### EXERCISE PROMPT:
The reply should consist of one number, the count of lines below in which the word "health" appears.

[Dataset records]
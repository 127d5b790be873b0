//! HTTP surface served in webhook mode
//!
//! The health route lives at `/`; webhook deliveries are routed by the
//! router teloxide builds, which is merged in by [`crate::bot`].

pub mod health;

use axum::{Router, routing::get};

pub use health::{health, HEALTH_BODY};

/// Router carrying the unauthenticated health route
pub fn router() -> Router {
    Router::new().route("/", get(health))
}
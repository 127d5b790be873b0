//! Notification service implementation
//!
//! Delivers the replies and login notifications produced by the command
//! handlers. Delivery is best effort: a failed send is logged and the
//! remaining messages are still attempted. Nothing is retried.

use teloxide::{Bot, types::ChatId, prelude::Requester};
use tracing::{debug, info};

use crate::models::OutboundMessage;
use crate::utils::logging::log_delivery_failure;

/// Outcome of one delivery round
#[derive(Debug, Clone, Default, PartialEq, Eq)]
pub struct DeliveryReport {
    pub sent: usize,
    pub failed: usize,
}

impl DeliveryReport {
    pub fn is_complete(&self) -> bool {
        self.failed == 0
    }
}

/// Sends outbound messages through the Telegram Bot API
#[derive(Clone)]
pub struct Outbox {
    bot: Bot,
}

impl Outbox {
    /// Create a new Outbox instance
    pub fn new(bot: Bot) -> Self {
        Self { bot }
    }

    /// Send messages in order, continuing past failures
    pub async fn deliver(&self, messages: Vec<OutboundMessage>) -> DeliveryReport {
        let mut report = DeliveryReport::default();

        for message in messages {
            let kind = message.kind.as_str();
            match self.bot.send_message(ChatId(message.chat_id), message.text).await {
                Ok(sent) => {
                    report.sent += 1;
                    debug!(chat_id = message.chat_id, kind = kind, message_id = sent.id.0, "Message sent");
                }
                Err(e) => {
                    report.failed += 1;
                    log_delivery_failure(message.chat_id, kind, &e.to_string());
                }
            }
        }

        if report.failed > 0 {
            info!(sent = report.sent, failed = report.failed, "Delivery finished with failures");
        }

        report
    }
}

### RESULT OF THE EXERCISE:
5